//! Prescription parsing: prescriber, clinic, general instructions and one
//! medication per line.
//!
//! Runs over line-preserved text. Each line is tried against three
//! medication shapes, most specific first:
//!
//! 1. `[n.] Name 500mg - instructions`
//! 2. `[n.] Name: 500mg, instructions`
//! 3. `[n.] Name 500mg instructions`
//!
//! The dosage must be followed by a separator, which keeps lab lines such as
//! `Glucose: 95 mg/dL` out of the medication list. The name is every word
//! before the dosage, so narrative lines (`Patient on Metformin 500 mg bid`)
//! come back with the leading words in the name.

use std::sync::LazyLock;

use regex::Regex;
use tracing::{debug, trace};

use super::normalize::normalize_lines;
use crate::models::{Medication, PrescriptionData};

const INDEX: &str = r"(?:\d+\.?\s*)?";
const NAME: &str = r"([a-z][a-z ]*?)";
const DOSAGE: &str = r"(\d+(?:\.\d+)?\s*(?:mg|g|ml|mcg|μg|units?))";

/// Frequency used when no known phrase is present.
pub const DEFAULT_FREQUENCY: &str = "As directed";

fn compile(pattern: &str) -> Regex {
    Regex::new(pattern).expect("Invalid prescription regex pattern")
}

static DOCTOR_PATTERNS: LazyLock<Vec<Regex>> = LazyLock::new(|| {
    vec![
        compile(r"(?i)\bdr\.?[ \t]+([a-z][a-z \t]*)"),
        compile(r"(?i)\bdoctor:?[ \t]*([a-z][a-z \t]*)"),
        compile(r"(?i)\bphysician:?[ \t]*([a-z][a-z \t]*)"),
    ]
});

static CLINIC_PATTERNS: LazyLock<Vec<Regex>> = LazyLock::new(|| {
    vec![
        compile(r"(?i)\bclinic\b:?[ \t]*([a-z][a-z \t]*)"),
        compile(r"(?i)\bhospital\b:?[ \t]*([a-z][a-z \t]*)"),
        compile(r"(?i)\bmedical[ \t]+center\b:?[ \t]*([a-z][a-z \t]*)"),
    ]
});

static INSTRUCTION_PATTERNS: LazyLock<Vec<Regex>> = LazyLock::new(|| {
    vec![
        compile(r"(?i)\binstructions?\b:?[ \t]*([^\n]+)"),
        compile(r"(?i)\bdirections?\b:?[ \t]*([^\n]+)"),
        compile(r"(?i)\bnotes?\b:?[ \t]*([^\n]+)"),
    ]
});

static MEDICATION_PATTERNS: LazyLock<Vec<Regex>> = LazyLock::new(|| {
    vec![
        compile(&format!(r"(?i)^{INDEX}{NAME}\s+{DOSAGE}\s*-\s*(.+)$")),
        compile(&format!(r"(?i)^{INDEX}{NAME}:\s*{DOSAGE}(?:\s*,\s*|\s+)(.+)$")),
        compile(&format!(r"(?i)^{INDEX}{NAME}\s+{DOSAGE}\s+(.+)$")),
    ]
});

/// Canonical frequency phrases in priority order. `$1` is replaced by the
/// first capture group. Bare "daily" is last so it cannot shadow
/// "twice daily" and friends.
static FREQUENCY_PATTERNS: LazyLock<Vec<(Regex, &'static str)>> = LazyLock::new(|| {
    vec![
        (
            compile(r"(?i)\bonce\s+(?:daily|a\s+day)\b|\b1x\s*daily\b|\bqd\b"),
            "Once daily",
        ),
        (
            compile(r"(?i)\btwice\s+(?:daily|a\s+day)\b|\b2x\s*daily\b|\bbid\b"),
            "Twice daily",
        ),
        (
            compile(r"(?i)\bthree\s+times?\s+(?:daily|a\s+day)\b|\b3x\s*daily\b|\btid\b"),
            "Three times daily",
        ),
        (
            compile(r"(?i)\bfour\s+times?\s+(?:daily|a\s+day)\b|\b4x\s*daily\b|\bqid\b"),
            "Four times daily",
        ),
        (compile(r"(?i)\bevery\s+(\d+)\s+hours?\b"), "Every $1 hours"),
        (compile(r"(?i)\bas\s+needed\b|\bprn\b"), "As needed"),
        (compile(r"(?i)\bdaily\b"), "Once daily"),
    ]
});

static DURATION_PATTERNS: LazyLock<Vec<Regex>> = LazyLock::new(|| {
    vec![
        compile(r"(?i)\bfor\s+\d+\s+days?\b"),
        compile(r"(?i)\bfor\s+\d+\s+weeks?\b"),
        compile(r"(?i)\bfor\s+\d+\s+months?\b"),
        compile(r"(?i)\b\d+\s+days?\b"),
        compile(r"(?i)\b\d+\s+weeks?\b"),
        compile(r"(?i)\b\d+\s+months?\b"),
    ]
});

/// Frequency and duration derived from a medication's instruction text.
/// The text itself is kept verbatim in `instructions`.
#[derive(Debug, Clone, PartialEq, Eq)]
pub struct InstructionDetails {
    pub frequency: String,
    pub duration: Option<String>,
    pub instructions: String,
}

/// Parse a prescription document. Unmatched header fields stay empty.
pub fn parse_prescription(text: &str) -> PrescriptionData {
    let lines = normalize_lines(text);

    let medications: Vec<Medication> = lines.lines().filter_map(parse_medication_line).collect();

    let data = PrescriptionData {
        doctor: first_capture(&DOCTOR_PATTERNS, &lines),
        clinic: first_capture(&CLINIC_PATTERNS, &lines),
        instructions: first_capture(&INSTRUCTION_PATTERNS, &lines),
        medications,
    };
    debug!(
        medications = data.medications.len(),
        has_doctor = !data.doctor.is_empty(),
        "Prescription parsed"
    );
    data
}

/// First pattern (in list order) that matches anywhere, trimmed; else empty.
fn first_capture(patterns: &[Regex], text: &str) -> String {
    patterns
        .iter()
        .find_map(|p| p.captures(text))
        .map(|caps| caps[1].trim().to_string())
        .unwrap_or_default()
}

/// Parse one line as a medication entry. Returns `None` when no shape
/// matches or the captured name looks like a stray list marker.
pub fn parse_medication_line(line: &str) -> Option<Medication> {
    let line = line.trim();
    for pattern in MEDICATION_PATTERNS.iter() {
        let Some(caps) = pattern.captures(line) else {
            continue;
        };
        let name = caps[1].trim();
        if !is_plausible_name(name) {
            trace!(line, name, "Medication candidate rejected");
            continue;
        }
        let details = parse_instructions(&caps[3]);
        return Some(Medication {
            name: name.to_string(),
            dosage: caps[2].trim().to_string(),
            frequency: details.frequency,
            duration: details.duration,
            instructions: details.instructions,
        });
    }
    None
}

fn is_plausible_name(name: &str) -> bool {
    name.chars().count() >= 3 && !name.chars().all(|c| c.is_ascii_digit())
}

/// Derive frequency and duration from free instruction text.
pub fn parse_instructions(text: &str) -> InstructionDetails {
    let text = text.trim();

    let frequency = FREQUENCY_PATTERNS
        .iter()
        .find_map(|(pattern, template)| {
            pattern.captures(text).map(|caps| {
                let mut out = String::new();
                caps.expand(template, &mut out);
                out
            })
        })
        .unwrap_or_else(|| DEFAULT_FREQUENCY.to_string());

    let duration = DURATION_PATTERNS
        .iter()
        .find_map(|p| p.find(text))
        .map(|m| m.as_str().to_string());

    InstructionDetails {
        frequency,
        duration,
        instructions: text.to_string(),
    }
}

#[cfg(test)]
mod tests {
    use super::*;

    #[test]
    fn narrative_line_keeps_leading_words_in_name() {
        let med = parse_medication_line("Patient on Metformin 500 mg bid").unwrap();
        assert_eq!(med.name, "Patient on Metformin");
        assert_eq!(med.dosage, "500 mg");
        assert_eq!(med.frequency, "Twice daily");
    }

    const PRESCRIPTION: &str = "PRESCRIPTION
Patient: Jane Smith
Medications:
1. Metformin 500mg - Take twice daily with meals
2. Lisinopril 10mg - Take once daily in morning
3. Atorvastatin 20mg - Take once daily at bedtime
Follow-up: 3 months
Dr. Johnson
Clinic: Riverside Family Practice
Instructions: Avoid alcohol while on this regimen";

    #[test]
    fn metformin_line_scenario() {
        let data = parse_prescription("1. Metformin 500mg - Take twice daily with meals");
        assert_eq!(
            data.medications,
            vec![Medication {
                name: "Metformin".into(),
                dosage: "500mg".into(),
                frequency: "Twice daily".into(),
                duration: None,
                instructions: "Take twice daily with meals".into(),
            }]
        );
    }

    #[test]
    fn full_prescription() {
        let data = parse_prescription(PRESCRIPTION);
        let names: Vec<&str> = data.medications.iter().map(|m| m.name.as_str()).collect();
        assert_eq!(names, ["Metformin", "Lisinopril", "Atorvastatin"]);
        assert_eq!(data.medications[1].frequency, "Once daily");
        assert_eq!(data.doctor, "Johnson");
        assert_eq!(data.clinic, "Riverside Family Practice");
        assert_eq!(data.instructions, "Avoid alcohol while on this regimen");
    }

    #[test]
    fn colon_shape() {
        let med = parse_medication_line("Amoxicillin: 500 mg, three times daily for 7 days").unwrap();
        assert_eq!(med.name, "Amoxicillin");
        assert_eq!(med.dosage, "500 mg");
        assert_eq!(med.frequency, "Three times daily");
        assert_eq!(med.duration.as_deref(), Some("for 7 days"));
        assert_eq!(med.instructions, "three times daily for 7 days");
    }

    #[test]
    fn no_separator_shape() {
        let med = parse_medication_line("Ibuprofen 400mg every 6 hours as needed").unwrap();
        assert_eq!(med.name, "Ibuprofen");
        assert_eq!(med.dosage, "400mg");
        assert_eq!(med.frequency, "Every 6 hours");
    }

    #[test]
    fn multiword_names_and_other_units() {
        let med = parse_medication_line("2. Vitamin D 1000 units daily").unwrap();
        assert_eq!(med.name, "Vitamin D");
        assert_eq!(med.dosage, "1000 units");
        assert_eq!(med.frequency, "Once daily");

        let med = parse_medication_line("Levothyroxine 50mcg - once a day before breakfast").unwrap();
        assert_eq!(med.dosage, "50mcg");
        assert_eq!(med.frequency, "Once daily");
    }

    #[test]
    fn short_names_are_rejected() {
        assert!(parse_medication_line("1. Ab 5mg - daily").is_none());
    }

    #[test]
    fn lab_lines_are_not_medications() {
        assert!(parse_medication_line("Glucose: 95 mg/dL").is_none());
        assert!(parse_medication_line("Hemoglobin: 14.2 g/dL (Normal: 12-16)").is_none());
        assert!(parse_medication_line("Follow-up: 3 months").is_none());
    }

    #[test]
    fn frequency_priority_and_default() {
        assert_eq!(parse_instructions("take BID").frequency, "Twice daily");
        assert_eq!(parse_instructions("qid with water").frequency, "Four times daily");
        assert_eq!(parse_instructions("use PRN for pain").frequency, "As needed");
        assert_eq!(parse_instructions("apply to skin").frequency, DEFAULT_FREQUENCY);
        // "morbid" must not read as "bid".
        assert_eq!(parse_instructions("morbid note").frequency, DEFAULT_FREQUENCY);
    }

    #[test]
    fn duration_prefers_for_phrases() {
        let d = parse_instructions("2 tablets for 3 weeks then review in 10 days");
        assert_eq!(d.duration.as_deref(), Some("for 3 weeks"));
        let d = parse_instructions("continue 2 months");
        assert_eq!(d.duration.as_deref(), Some("2 months"));
        assert_eq!(parse_instructions("once daily").duration, None);
    }

    #[test]
    fn instruction_parsing_is_idempotent() {
        for text in [
            "Take twice daily with meals for 10 days",
            "every 8 hours as needed",
            "apply thinly",
            "  qd x 2 weeks  ",
        ] {
            let first = parse_instructions(text);
            let second = parse_instructions(&first.instructions);
            assert_eq!(first, second, "{text}");
        }
    }

    #[test]
    fn header_fields_use_priority_order() {
        let data = parse_prescription("Physician: Alice Moreau\nDoctor: Bob Lane\nHospital: Saint Luke");
        assert_eq!(data.doctor, "Bob Lane");
        assert_eq!(data.clinic, "Saint Luke");
    }

    #[test]
    fn header_capture_stays_on_its_line() {
        let data = parse_prescription("Dr. Smith\nClinic: City Medical Center");
        assert_eq!(data.doctor, "Smith");
        assert_eq!(data.clinic, "City Medical Center");
    }

    #[test]
    fn unrelated_text_gives_empty_prescription() {
        let data = parse_prescription("Chest X-ray shows clear lungs");
        assert!(data.is_empty());
    }
}
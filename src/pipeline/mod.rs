pub mod classify;
pub mod extraction;
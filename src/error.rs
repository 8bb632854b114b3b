use serde::Deserialize;
use thiserror::Error;

#[derive(Error, Debug)]
pub enum AppError {
    /// Error response returned by the provider, kept as received.
    #[error("Provider error {code} ({kind}): {message}")]
    Provider {
        code: u16,
        kind: String,
        message: String,
    },

    #[error("Network error: {0}")]
    Network(#[from] reqwest::Error),

    #[error("Serialization error: {0}")]
    Serialization(#[from] serde_json::Error),

    #[error("Configuration error: {0}")]
    Config(String),

    #[error("Invalid input: {0}")]
    InvalidInput(String),
}

/// Body of a provider error response.
#[derive(Debug, Deserialize)]
struct ProviderErrorBody {
    message: String,
    #[serde(default)]
    code: u16,
    #[serde(rename = "type", default)]
    kind: String,
}

impl AppError {
    pub fn provider<K: Into<String>, M: Into<String>>(code: u16, kind: K, message: M) -> Self {
        Self::Provider {
            code,
            kind: kind.into(),
            message: message.into(),
        }
    }

    pub fn config<S: Into<String>>(msg: S) -> Self {
        Self::Config(msg.into())
    }

    pub fn invalid_input<S: Into<String>>(msg: S) -> Self {
        Self::InvalidInput(msg.into())
    }

    /// Builds a provider error from a non-2xx response body.
    ///
    /// Falls back to the raw body when it is not the provider's JSON error shape.
    pub fn from_response(status: u16, body: &str) -> Self {
        match serde_json::from_str::<ProviderErrorBody>(body) {
            Ok(parsed) => Self::Provider {
                code: if parsed.code == 0 { status } else { parsed.code },
                kind: parsed.kind,
                message: parsed.message,
            },
            Err(_) => Self::Provider {
                code: status,
                kind: "unknown".to_string(),
                message: body.trim().to_string(),
            },
        }
    }

    pub fn code(&self) -> Option<u16> {
        match self {
            Self::Provider { code, .. } => Some(*code),
            Self::Network(e) => e.status().map(|s| s.as_u16()),
            _ => None,
        }
    }

    /// The resource already exists (HTTP 409).
    pub fn is_conflict(&self) -> bool {
        self.code() == Some(409)
    }

    pub fn is_not_found(&self) -> bool {
        self.code() == Some(404)
    }
}

pub type AppResult<T> = Result<T, AppError>;

#[cfg(test)]
mod tests {
    use super::*;

    #[test]
    fn test_from_response_parses_provider_body() {
        let body = r#"{"message":"Collection with the requested ID already exists.","code":409,"type":"collection_already_exists","version":"1.5.7"}"#;
        let err = AppError::from_response(409, body);

        assert!(err.is_conflict());
        match err {
            AppError::Provider { kind, message, .. } => {
                assert_eq!(kind, "collection_already_exists");
                assert!(message.contains("already exists"));
            }
            other => panic!("unexpected error: {:?}", other),
        }
    }

    #[test]
    fn test_from_response_falls_back_to_raw_body() {
        let err = AppError::from_response(502, "  Bad Gateway ");
        assert_eq!(err.code(), Some(502));
        assert_eq!(err.to_string(), "Provider error 502 (unknown): Bad Gateway");
    }

    #[test]
    fn test_not_found_is_not_conflict() {
        let err = AppError::provider(404, "document_not_found", "Document not found");
        assert!(err.is_not_found());
        assert!(!err.is_conflict());
        assert_eq!(AppError::config("missing key").code(), None);
    }
}
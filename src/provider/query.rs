//! Query builder for document list calls.
//!
//! Each variant serialises to the provider's JSON query form, e.g.
//! `{"method":"equal","attribute":"userId","values":["u1"]}`.

use chrono::{DateTime, Utc};
use serde_json::{json, Value};

use crate::utils::format_date_for_query;

#[derive(Debug, Clone, PartialEq)]
pub enum Query {
    /// Attribute equals any of the values.
    Equal(String, Vec<Value>),
    NotEqual(String, Value),
    LessThan(String, Value),
    LessThanEqual(String, Value),
    GreaterThan(String, Value),
    GreaterThanEqual(String, Value),
    /// Substring match on strings, membership on arrays.
    Contains(String, Value),
    OrderAsc(String),
    OrderDesc(String),
    Limit(u32),
}

impl Query {
    pub fn equal(attribute: &str, value: impl Into<Value>) -> Self {
        Query::Equal(attribute.to_string(), vec![value.into()])
    }

    pub fn equal_any<I, V>(attribute: &str, values: I) -> Self
    where
        I: IntoIterator<Item = V>,
        V: Into<Value>,
    {
        Query::Equal(attribute.to_string(), values.into_iter().map(Into::into).collect())
    }

    pub fn not_equal(attribute: &str, value: impl Into<Value>) -> Self {
        Query::NotEqual(attribute.to_string(), value.into())
    }

    pub fn less_than(attribute: &str, at: &DateTime<Utc>) -> Self {
        Query::LessThan(attribute.to_string(), format_date_for_query(at).into())
    }

    pub fn less_than_equal(attribute: &str, at: &DateTime<Utc>) -> Self {
        Query::LessThanEqual(attribute.to_string(), format_date_for_query(at).into())
    }

    pub fn greater_than(attribute: &str, at: &DateTime<Utc>) -> Self {
        Query::GreaterThan(attribute.to_string(), format_date_for_query(at).into())
    }

    pub fn greater_than_equal(attribute: &str, at: &DateTime<Utc>) -> Self {
        Query::GreaterThanEqual(attribute.to_string(), format_date_for_query(at).into())
    }

    pub fn contains(attribute: &str, value: impl Into<Value>) -> Self {
        Query::Contains(attribute.to_string(), value.into())
    }

    pub fn order_asc(attribute: &str) -> Self {
        Query::OrderAsc(attribute.to_string())
    }

    pub fn order_desc(attribute: &str) -> Self {
        Query::OrderDesc(attribute.to_string())
    }

    pub fn limit(count: u32) -> Self {
        Query::Limit(count)
    }

    pub fn method(&self) -> &'static str {
        match self {
            Query::Equal(..) => "equal",
            Query::NotEqual(..) => "notEqual",
            Query::LessThan(..) => "lessThan",
            Query::LessThanEqual(..) => "lessThanEqual",
            Query::GreaterThan(..) => "greaterThan",
            Query::GreaterThanEqual(..) => "greaterThanEqual",
            Query::Contains(..) => "contains",
            Query::OrderAsc(_) => "orderAsc",
            Query::OrderDesc(_) => "orderDesc",
            Query::Limit(_) => "limit",
        }
    }

    /// The query in the provider's wire syntax.
    pub fn to_wire(&self) -> String {
        let method = self.method();
        let encoded = match self {
            Query::Equal(attribute, values) => {
                json!({ "method": method, "attribute": attribute, "values": values })
            }
            Query::NotEqual(attribute, value)
            | Query::LessThan(attribute, value)
            | Query::LessThanEqual(attribute, value)
            | Query::GreaterThan(attribute, value)
            | Query::GreaterThanEqual(attribute, value)
            | Query::Contains(attribute, value) => {
                json!({ "method": method, "attribute": attribute, "values": [value] })
            }
            Query::OrderAsc(attribute) | Query::OrderDesc(attribute) => {
                json!({ "method": method, "attribute": attribute })
            }
            Query::Limit(count) => json!({ "method": method, "values": [count] }),
        };
        encoded.to_string()
    }
}

#[cfg(test)]
mod tests {
    use super::*;
    use chrono::TimeZone;

    #[test]
    fn test_equal_wire_format() {
        let q = Query::equal("userId", "u1");
        let parsed: Value = serde_json::from_str(&q.to_wire()).unwrap();
        assert_eq!(parsed, json!({ "method": "equal", "attribute": "userId", "values": ["u1"] }));
    }

    #[test]
    fn test_equal_any_keeps_every_value() {
        let q = Query::equal_any("status", ["pending", "in-progress"]);
        let parsed: Value = serde_json::from_str(&q.to_wire()).unwrap();
        assert_eq!(parsed["values"], json!(["pending", "in-progress"]));
    }

    #[test]
    fn test_datetime_comparison_uses_millis() {
        let at = Utc.with_ymd_and_hms(2024, 1, 1, 9, 0, 0).unwrap();
        let q = Query::less_than("startDateTime", &at);
        let parsed: Value = serde_json::from_str(&q.to_wire()).unwrap();
        assert_eq!(parsed["method"], json!("lessThan"));
        assert_eq!(parsed["values"], json!(["2024-01-01T09:00:00.000Z"]));
    }

    #[test]
    fn test_order_and_limit() {
        let order: Value = serde_json::from_str(&Query::order_desc("$createdAt").to_wire()).unwrap();
        assert_eq!(order, json!({ "method": "orderDesc", "attribute": "$createdAt" }));

        let limit: Value = serde_json::from_str(&Query::limit(1).to_wire()).unwrap();
        assert_eq!(limit, json!({ "method": "limit", "values": [1] }));
    }
}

▶ _Task prompt_
Among the records, find every line with the word "bool" and copy it.

▶ _Answer to this problem_
fn is_plausible_name(name: &str) -> bool {
    pub fn is_conflict(&self) -> bool {
    pub fn is_not_found(&self) -> bool {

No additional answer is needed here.